Activity: Could you reproduce all of the records exactly?
▼▼▼
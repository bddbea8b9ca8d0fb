//! Structured log helper.
//!
//! Lines carry a `component` field and, for per-iteration lines, an
//! `iteration` field, so JSON output can be filtered by run phase.

/// Emit a tracing event tagged with the harness component.
///
/// ```rust,ignore
/// harness_event!(info, "runtime", "Harness finished", iterations = 10);
/// harness_event!(debug, "runtime", iteration = 3, "Sample recorded", order_id = %id);
/// ```
#[macro_export]
macro_rules! harness_event {
    ($level:ident, $component:literal, iteration = $iteration:expr, $msg:literal $(, $($field:tt)*)?) => {
        tracing::$level!(
            component = $component,
            iteration = $iteration,
            $($($field)*,)?
            $msg
        )
    };

    ($level:ident, $component:literal, $msg:literal $(, $($field:tt)*)?) => {
        tracing::$level!(
            component = $component,
            $($($field)*,)?
            $msg
        )
    };
}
▲▲▲
Solution to the problem:
repository bddbea8b9ca8d0fb
//! Structured log helper.
//!
//! Lines carry a `component` field and, for per-iteration lines, an
//! `iteration` field, so JSON output can be filtered by run phase.

/// Emit a tracing event tagged with the harness component.
///
/// ```rust,ignore
/// harness_event!(info, "runtime", "Harness finished", iterations = 10);
/// harness_event!(debug, "runtime", iteration = 3, "Sample recorded", order_id = %id);
/// ```
#[macro_export]
macro_rules! harness_event {
    ($level:ident, $component:literal, iteration = $iteration:expr, $msg:literal $(, $($field:tt)*)?) => {
        tracing::$level!(
            component = $component,
            iteration = $iteration,
            $($($field)*,)?
            $msg
        )
    };

    ($level:ident, $component:literal, $msg:literal $(, $($field:tt)*)?) => {
        tracing::$level!(
            component = $component,
            $($($field)*,)?
            $msg
        )
    };
}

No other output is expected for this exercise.